We now have the first generation of 20- and 30-year-olds who are worse off than their parents. The rent crisis that we and they face is the result of the bad housing policies of Fianna Fáil and Fine Gael. It is happening because people who should have been able to buy their own home years ago are trapped in the private rental market. Families who should be in public housing, paying fair rents, are trapped there too. We know that wealthy investment funds, empowered by the Government's cushy tax deals, are snapping up family homes, renting them to those families at extortionate rates and all the while pushing up house prices.
These are the same funds that have been buying up city apartment blocks for years and charging sky-high rents for those too. Rising rents outside Dublin will no doubt act as an incentive for these funds to buy up housing, not alone across the commuter belt, but also into our regional cities.
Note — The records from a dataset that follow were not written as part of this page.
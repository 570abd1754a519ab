use std::collections::HashMap;

use axum::extract::rejection::JsonRejection;
use axum::extract::multipart::Field;
use axum::extract::{Multipart, Path, Query};
use axum::http::header::CONTENT_TYPE;
use axum::response::{IntoResponse, Response};
use axum::{Extension, Json};
use chrono::Utc;
use serde::{Deserialize, Serialize};
use serde_json::{json, Value};
use uuid::Uuid;

use crate::attachments::{accepted_content_type, content_type_for, StoredFile, MAX_ATTACHMENT_BYTES};
use crate::credentials::Capability;
use crate::docstore::to_camel_case;
use crate::err::Error;
use crate::limits::MAX_TEXT_FIELD_BYTES;
use crate::models::{
    Certificate, CertificateStatus, ReviewItem, Submitter, UserRecord, CERTIFICATES, USERS,
};
use crate::session::CurrentUser;
use crate::store::{Direction, Operator};
use crate::validation::{json_body, present, Checks};
use crate::{created, proceeds, AppState, Payload};

fn can_review(current: &CurrentUser) -> bool {
    current.user.cargo.is_staff()
}

async fn load_certificate(state: &AppState, id: &str) -> Result<Certificate, Error> {
    state
        .store
        .collection(CERTIFICATES)
        .doc(id)
        .get()
        .await?
        .decode()?
        .ok_or_else(|| Error::not_found("Atestado não encontrado"))
}

/// Students see their own submissions; reviewers see everything, optionally
/// narrowed to one student.
pub async fn list_certificates(
    current: CurrentUser,
    Query(filter): Query<ListFilter>,
    Extension(state): Extension<AppState>,
) -> Payload<CertificateList> {
    let owner = if can_review(&current) {
        filter.user_id
    } else {
        match filter.user_id {
            Some(requested) if requested != current.user.id => return Err(Error::forbidden()),
            _ => Some(current.user.id.clone()),
        }
    };

    let mut query = state.store.collection(CERTIFICATES);
    if let Some(owner) = owner {
        query = query.filter("idUsuario", Operator::Eq, owner);
    }
    let data: Vec<Certificate> = query
        .order_by("createdAt", Direction::Desc)
        .get()
        .await?
        .decode()?;
    proceeds(CertificateList { data })
}

pub async fn show_certificate(
    current: CurrentUser,
    Path(id): Path<String>,
    Extension(state): Extension<AppState>,
) -> Payload<CertificateData> {
    let certificate = load_certificate(&state, &id).await?;
    if certificate.id_usuario != current.user.id && !can_review(&current) {
        return Err(Error::forbidden());
    }
    proceeds(CertificateData { data: certificate })
}

/// Reads a text field, recording a failure instead of buffering past
/// `MAX_TEXT_FIELD_BYTES`.
async fn read_text(
    field: &mut Field<'_>,
    name: &str,
    checks: &mut Checks,
) -> Result<Option<String>, Error> {
    let mut bytes = Vec::new();
    while let Some(chunk) = field.chunk().await? {
        if bytes.len() + chunk.len() > MAX_TEXT_FIELD_BYTES {
            checks.fail(name, "Campo deve ter no máximo 4096 bytes");
            return Ok(None);
        }
        bytes.extend_from_slice(&chunk);
    }
    match String::from_utf8(bytes) {
        Ok(text) => Ok(Some(text)),
        Err(_) => {
            checks.fail(name, "Campo deve ser texto UTF-8");
            Ok(None)
        }
    }
}

struct Upload {
    file_name: Option<String>,
    bytes: Vec<u8>,
}

/// Reads the multipart form. Field names may come as `data_inicio` or
/// `dataInicio`.
async fn read_form(mut multipart: Multipart) -> Result<(SubmitCertificate, Option<Upload>), Error> {
    let mut form = SubmitCertificate::default();
    let mut upload = None;
    let mut checks = Checks::new();

    while let Some(mut field) = multipart.next_field().await? {
        let name = to_camel_case(field.name().unwrap_or_default());
        match name.as_str() {
            "imagemAtestado" | "imagem" => {
                let file_name = field.file_name().map(str::to_string);
                let content_type = field.content_type().map(|mime| mime.to_string());
                let mut bytes = Vec::new();
                while let Some(chunk) = field.chunk().await? {
                    if bytes.len() + chunk.len() > MAX_ATTACHMENT_BYTES {
                        checks.fail(&name, "Arquivo deve ter no máximo 5MB");
                        break;
                    }
                    bytes.extend_from_slice(&chunk);
                }
                if bytes.is_empty() {
                    continue;
                }
                if !content_type.as_deref().map(accepted_content_type).unwrap_or(false) {
                    checks.fail(&name, "Arquivo deve ser uma imagem ou PDF");
                }
                upload = Some(Upload { file_name, bytes });
            }
            "dataInicio" => form.data_inicio = read_text(&mut field, &name, &mut checks).await?,
            "dataFim" => form.data_fim = read_text(&mut field, &name, &mut checks).await?,
            "motivo" => form.motivo = read_text(&mut field, &name, &mut checks).await?,
            _ => log::debug!("Ignoring form field `{}`", name),
        }
    }
    checks.finish()?;
    Ok((form, upload))
}

pub async fn submit_certificate(
    current: CurrentUser,
    multipart: Multipart,
    Extension(state): Extension<AppState>,
) -> Payload<CertificateData> {
    current.require(Capability::SubmitCertificate)?;
    let (form, upload) = read_form(multipart).await?;
    let (data_inicio, data_fim, motivo) = form.validate()?;

    let stored: Option<StoredFile> = match &upload {
        Some(upload) => Some(
            state
                .attachments
                .save(&current.user.id, upload.file_name.as_deref(), &upload.bytes)
                .await?,
        ),
        None => None,
    };

    let now = Utc::now();
    let certificate = Certificate {
        id: Uuid::new_v4().to_string(),
        id_usuario: current.user.id.clone(),
        data_inicio,
        data_fim,
        motivo,
        status: CertificateStatus::Pendente,
        imagem_atestado: stored.as_ref().map(|file| file.url.clone()),
        observacoes_admin: String::new(),
        created_at: now,
        updated_at: now,
    };

    if let Err(err) = state.store.collection(CERTIFICATES).add(&certificate).await {
        if let Some(file) = &stored {
            if let Err(cleanup) = state.attachments.remove(&file.path).await {
                log::warn!("Could not remove orphaned upload {}: {:?}", file.path, cleanup);
            }
        }
        return Err(err.into());
    }
    log::info!("Certificate {} submitted by {}", certificate.id, current.user.id);
    created(CertificateData { data: certificate })
}

pub async fn change_status(
    current: CurrentUser,
    Path(id): Path<String>,
    payload: Result<Json<ChangeStatus>, JsonRejection>,
    Extension(state): Extension<AppState>,
) -> Payload<CertificateData> {
    current.require(Capability::ChangeSubmissionStatus)?;
    let request = json_body(payload)?;
    let status = present(&request.status).and_then(|s| s.parse::<CertificateStatus>().ok());
    let status = match status {
        Some(status) => status,
        None => {
            return Err(Error::validation(vec![
                "status: Status deve ser pendente, aprovado ou rejeitado",
            ]))
        }
    };

    let mut changes = json!({
        "status": status,
        "updatedAt": Utc::now(),
    });
    if let Some(notes) = request.observacoes_admin {
        changes["observacoesAdmin"] = Value::String(notes);
    }
    let updated = state
        .store
        .collection(CERTIFICATES)
        .doc(&id)
        .update(&changes)
        .await?;
    if !updated {
        return Err(Error::not_found("Atestado não encontrado"));
    }
    log::info!("Certificate {} set to {:?} by {}", id, status, current.user.id);
    proceeds(CertificateData {
        data: load_certificate(&state, &id).await?,
    })
}

/// Every submission, newest first, joined with its submitter.
pub async fn review_queue(
    current: CurrentUser,
    Extension(state): Extension<AppState>,
) -> Payload<ReviewQueue> {
    current.require(Capability::ReviewSubmissions)?;
    let certificates: Vec<Certificate> = state
        .store
        .collection(CERTIFICATES)
        .order_by("createdAt", Direction::Desc)
        .get()
        .await?
        .decode()?;

    let mut owner_ids: Vec<Value> = certificates
        .iter()
        .map(|c| Value::String(c.id_usuario.clone()))
        .collect();
    owner_ids.sort_by(|a, b| a.as_str().cmp(&b.as_str()));
    owner_ids.dedup();

    let owners: HashMap<String, Submitter> = if owner_ids.is_empty() {
        HashMap::new()
    } else {
        let users: Vec<UserRecord> = state
            .store
            .collection(USERS)
            .filter("id", Operator::In, owner_ids)
            .get()
            .await?
            .decode()?;
        users
            .iter()
            .map(|user| (user.id.clone(), Submitter::from(user)))
            .collect()
    };

    let data = certificates
        .into_iter()
        .map(|certificate| {
            let usuario = owners.get(&certificate.id_usuario).cloned();
            ReviewItem::new(certificate, usuario)
        })
        .collect();
    proceeds(ReviewQueue { data })
}

/// Serves an uploaded file to its owner or to reviewers.
pub async fn download_attachment(
    current: CurrentUser,
    Path(path): Path<String>,
    Extension(state): Extension<AppState>,
) -> Result<Response, Error> {
    let path = path.trim_start_matches('/');
    let owner = state
        .attachments
        .owner_of(path)
        .ok_or_else(|| Error::not_found("Arquivo não encontrado"))?;
    if owner != current.user.id && !can_review(&current) {
        return Err(Error::forbidden());
    }
    let bytes = state.attachments.read(path).await?;
    Ok(([(CONTENT_TYPE, content_type_for(path))], bytes).into_response())
}

#[derive(Debug, Clone, Default, Deserialize)]
#[serde(rename_all = "camelCase")]
pub struct ListFilter {
    pub user_id: Option<String>,
}

#[derive(Debug, Clone, Serialize)]
pub struct CertificateList {
    data: Vec<Certificate>,
}

#[derive(Debug, Clone, Serialize)]
pub struct CertificateData {
    data: Certificate,
}

#[derive(Debug, Clone, Serialize)]
pub struct ReviewQueue {
    data: Vec<ReviewItem>,
}

#[derive(Debug, Clone, Default, Deserialize)]
#[serde(rename_all = "camelCase", default)]
pub struct ChangeStatus {
    pub status: Option<String>,
    pub observacoes_admin: Option<String>,
}

#[derive(Debug, Clone, Default)]
pub struct SubmitCertificate {
    pub data_inicio: Option<String>,
    pub data_fim: Option<String>,
    pub motivo: Option<String>,
}

impl SubmitCertificate {
    pub fn validate(self) -> Result<(chrono::NaiveDate, chrono::NaiveDate, String), Error> {
        let mut checks = Checks::new();
        let inicio = checks.date("dataInicio", &self.data_inicio);
        let fim = checks.date("dataFim", &self.data_fim);
        checks.required("motivo", &self.motivo, "Motivo é obrigatório");
        if let (Some(inicio), Some(fim)) = (inicio, fim) {
            checks.check(
                fim >= inicio,
                "dataFim",
                "Data final deve ser igual ou posterior à data inicial",
            );
        }
        checks.finish()?;
        match (inicio, fim, present(&self.motivo)) {
            (Some(inicio), Some(fim), Some(motivo)) => Ok((inicio, fim, motivo.to_string())),
            _ => Err(Error::validation(vec!["formulário incompleto"])),
        }
    }
}

#[cfg(test)]
mod tests {
    use super::*;
    use chrono::NaiveDate;

    fn form(inicio: &str, fim: &str, motivo: &str) -> SubmitCertificate {
        SubmitCertificate {
            data_inicio: Some(inicio.into()),
            data_fim: Some(fim.into()),
            motivo: Some(motivo.into()),
        }
    }

    #[test]
    fn valid_range_passes() {
        let (inicio, fim, motivo) = form("2025-03-01", "2025-03-03", " gripe ").validate().unwrap();
        assert_eq!(inicio, NaiveDate::from_ymd_opt(2025, 3, 1).unwrap());
        assert_eq!(fim, NaiveDate::from_ymd_opt(2025, 3, 3).unwrap());
        assert_eq!(motivo, "gripe");
    }

    #[test]
    fn reversed_range_and_blank_reason_fail() {
        match form("2025-03-05", "2025-03-01", "  ").validate() {
            Err(Error::Validation { details, .. }) => {
                assert_eq!(details.len(), 2);
                assert!(details[0].starts_with("motivo: "));
                assert!(details[1].starts_with("dataFim: "));
            }
            other => panic!("expected validation error, got {:?}", other),
        }
    }
}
Yesterday, I asked the Taoiseach very plainly about his plan to tackle these vulture funds. He did not answer me, however. I can only surmise that he does not have a plan and that he proposes to sit on his hands. The Taoiseach's weak response tells these funds they certainly have nothing to fear from his Government. Not only does the Taoiseach not have a plan of his own, he will also reject the plans of others. This evening, Fianna Fáil and its partners in Fine Gael will block proposals to tackle these investment funds. Government is also lining up to vote against a plan to cut rents and stop rent increases for three years. How on earth can the Taoiseach say with a straight face that his policy is not to support these investment funds? I suggest that what he must do here is not rocket science. If I were Taoiseach, I would first end the tax advantages enjoyed by these institutional investors and get them to pay their fair share of corporation tax and capital gains tax. Second, I would impose a stamp duty surcharge on the purchase of residential property by these investor funds. Third, I would introduce emergency legislation to stop these funds bulk buying residential developments. That is what the Taoiseach should do but his answer to each of those sensible, necessary proposals is "No", "No", "No".
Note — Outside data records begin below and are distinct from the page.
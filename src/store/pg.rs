use async_trait::async_trait;
use sqlx::postgres::{PgDatabaseError, PgPoolOptions};
use sqlx::types::Json;
use sqlx::{PgPool, Postgres, QueryBuilder, Row as _};

use super::{check_identifier, Operator, Row, RowQuery, RowStore, StoreError};

/// Postgres-backed tables. Rows are read back as `to_jsonb(t)` and written
/// through `jsonb_populate_record`, so column types stay the database's
/// business.
#[derive(Debug, Clone)]
pub struct PgRowStore {
    pool: PgPool,
}

impl PgRowStore {
    pub fn new(pool: PgPool) -> Self {
        Self { pool }
    }

    pub async fn connect(url: &str, max_connections: u32) -> Result<Self, StoreError> {
        let pool = PgPoolOptions::new()
            .max_connections(max_connections)
            .connect(url)
            .await?;
        Ok(Self::new(pool))
    }

    pub async fn migrate(&self) -> Result<(), StoreError> {
        sqlx::migrate!("./migrations")
            .run(&self.pool)
            .await
            .map_err(|err| StoreError::Database(err.to_string()))
    }
}

fn quote(identifier: &str) -> Result<String, StoreError> {
    Ok(format!("\"{}\"", check_identifier(identifier)?))
}

/// Constraint names follow Postgres' `<table>_<column>_key` convention.
fn constraint_column(table: &str, constraint: &str) -> String {
    constraint
        .strip_prefix(table)
        .and_then(|rest| rest.strip_prefix('_'))
        .and_then(|rest| rest.strip_suffix("_key"))
        .unwrap_or(constraint)
        .to_string()
}

fn map_write_error(table: &str, err: sqlx::Error) -> StoreError {
    if let sqlx::Error::Database(db) = &err {
        if db.code().as_deref() == Some("23505") {
            let column = db
                .try_downcast_ref::<PgDatabaseError>()
                .and_then(|pg| pg.constraint())
                .map(|constraint| constraint_column(table, constraint))
                .unwrap_or_else(|| "unknown".to_string());
            return StoreError::UniqueViolation { column };
        }
    }
    StoreError::from(err)
}

/// Filters compare jsonb values, so mixed kinds follow jsonb ordering.
fn select_query(query: &RowQuery) -> Result<QueryBuilder<'static, Postgres>, StoreError> {
    let mut builder = QueryBuilder::<Postgres>::new("SELECT to_jsonb(t) AS row FROM ");
    builder.push(quote(&query.table)?).push(" AS t");

    for (i, filter) in query.filters.iter().enumerate() {
        let column = check_identifier(&filter.column)?;
        builder.push(if i == 0 { " WHERE " } else { " AND " });
        match filter.op {
            Operator::Eq => {
                builder.push(format!("(to_jsonb(t) -> '{}') = ", column));
                builder.push_bind(Json(filter.value.clone()));
            }
            Operator::In => {
                builder.push_bind(Json(filter.value.clone()));
                builder.push(format!(" @> jsonb_build_array(to_jsonb(t) -> '{}')", column));
            }
            Operator::Gt => {
                builder.push(format!("(to_jsonb(t) -> '{}') > ", column));
                builder.push_bind(Json(filter.value.clone()));
            }
            Operator::Lt => {
                builder.push(format!("(to_jsonb(t) -> '{}') < ", column));
                builder.push_bind(Json(filter.value.clone()));
            }
        }
    }

    if let Some((column, direction)) = &query.order {
        builder.push(format!(" ORDER BY t.{} {}", quote(column)?, direction));
    }
    if let Some(range) = query.range {
        if let Some(limit) = range.limit() {
            builder.push(" LIMIT ").push_bind(limit as i64);
        }
        builder.push(" OFFSET ").push_bind(range.from as i64);
    }
    Ok(builder)
}

#[async_trait]
impl RowStore for PgRowStore {
    async fn select(&self, query: &RowQuery) -> Result<Vec<Row>, StoreError> {
        let mut builder = select_query(query)?;
        let rows = builder.build().fetch_all(&self.pool).await?;
        rows.iter()
            .map(|row| {
                row.try_get::<Json<Row>, _>("row")
                    .map(|json| json.0)
                    .map_err(StoreError::from)
            })
            .collect()
    }

    async fn insert(&self, table: &str, row: Row) -> Result<String, StoreError> {
        let columns = row
            .keys()
            .map(|column| quote(column))
            .collect::<Result<Vec<_>, _>>()?
            .join(", ");
        let table_name = quote(table)?;

        let mut builder = QueryBuilder::<Postgres>::new(format!(
            "INSERT INTO {table} ({columns}) SELECT {columns} FROM jsonb_populate_record(NULL::{table}, ",
            table = table_name,
            columns = columns,
        ));
        builder.push_bind(Json(row)).push(") RETURNING id");

        let inserted = builder
            .build()
            .fetch_one(&self.pool)
            .await
            .map_err(|err| map_write_error(table, err))?;
        Ok(inserted.try_get::<String, _>("id")?)
    }

    async fn update(&self, table: &str, id: &str, changes: Row) -> Result<bool, StoreError> {
        if changes.is_empty() {
            return Ok(!self.select(&RowQuery::by_id(table, id)).await?.is_empty());
        }
        let table_name = quote(table)?;
        let assignments = changes
            .keys()
            .map(|column| quote(column).map(|c| format!("{c} = src.{c}", c = c)))
            .collect::<Result<Vec<_>, _>>()?
            .join(", ");

        let mut builder = QueryBuilder::<Postgres>::new(format!(
            "UPDATE {table} SET {assignments} FROM jsonb_populate_record(NULL::{table}, ",
            table = table_name,
            assignments = assignments,
        ));
        builder
            .push_bind(Json(changes))
            .push(format!(") AS src WHERE {}.id = ", table_name))
            .push_bind(id.to_string());

        let result = builder
            .build()
            .execute(&self.pool)
            .await
            .map_err(|err| map_write_error(table, err))?;
        Ok(result.rows_affected() >= 1)
    }

    async fn count(&self, table: &str) -> Result<u64, StoreError> {
        let count: i64 = sqlx::query_scalar(&format!("SELECT COUNT(*) FROM {}", quote(table)?))
            .fetch_one(&self.pool)
            .await?;
        Ok(count as u64)
    }
}

#[cfg(test)]
mod tests {
    use super::*;
    use crate::store::{Direction, Filter, RowRange};
    use serde_json::json;

    #[test]
    fn constraint_names_resolve_to_columns() {
        assert_eq!(constraint_column("usuarios", "usuarios_email_key"), "email");
        assert_eq!(constraint_column("usuarios", "usuarios_ra_key"), "ra");
        assert_eq!(constraint_column("usuarios", "custom_idx"), "custom_idx");
    }

    #[test]
    fn select_compares_jsonb_for_every_operator() {
        let mut query = RowQuery::new("atestados");
        for (column, op, value) in [
            ("status", Operator::Eq, json!("pendente")),
            ("id_usuario", Operator::In, json!(["a", "b"])),
            ("data_inicio", Operator::Gt, json!("2025-01-01")),
            ("data_fim", Operator::Lt, json!("2025-12-31")),
        ] {
            query.filters.push(Filter {
                column: column.to_string(),
                op,
                value,
            });
        }
        query.order = Some(("created_at".to_string(), Direction::Desc));
        query.range = Some(RowRange { from: 10, to: Some(19) });

        let builder = select_query(&query).unwrap();
        assert_eq!(
            builder.sql(),
            "SELECT to_jsonb(t) AS row FROM \"atestados\" AS t \
             WHERE (to_jsonb(t) -> 'status') = $1 \
             AND $2 @> jsonb_build_array(to_jsonb(t) -> 'id_usuario') \
             AND (to_jsonb(t) -> 'data_inicio') > $3 \
             AND (to_jsonb(t) -> 'data_fim') < $4 \
             ORDER BY t.\"created_at\" DESC LIMIT $5 OFFSET $6"
        );
    }

    #[test]
    fn select_rejects_unsafe_filter_columns() {
        let mut query = RowQuery::new("usuarios");
        query.filters.push(Filter {
            column: "email') OR true --".to_string(),
            op: Operator::Gt,
            value: json!(1),
        });
        assert!(matches!(
            select_query(&query),
            Err(StoreError::InvalidIdentifier(_))
        ));
    }

    #[test]
    fn quoting_refuses_unsafe_names() {
        assert_eq!(quote("atestados").unwrap(), "\"atestados\"");
        assert!(quote("atestados\"; --").is_err());
    }
}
Is this why the Taoiseach led Fianna Fáil back into government, to allow Fine Gael to continue to call the tune on housing? This is a kick in the teeth for those robbed of the opportunity to buy a home by these funds and who in turn are being charged massive rents by them. The Taoiseach said that housing is his number one priority but we still wait for his Government to do anything meaningful that will make a difference. Almost a year into this Government, the Taoiseach remains wedded to policies that prioritise developers and investors over ordinary people. That needs to stop because housing must be affordable again.
I ask the Taoiseach this evening to do the right thing. I ask him not to block the proposals that will make a difference but to support them and then to implement them.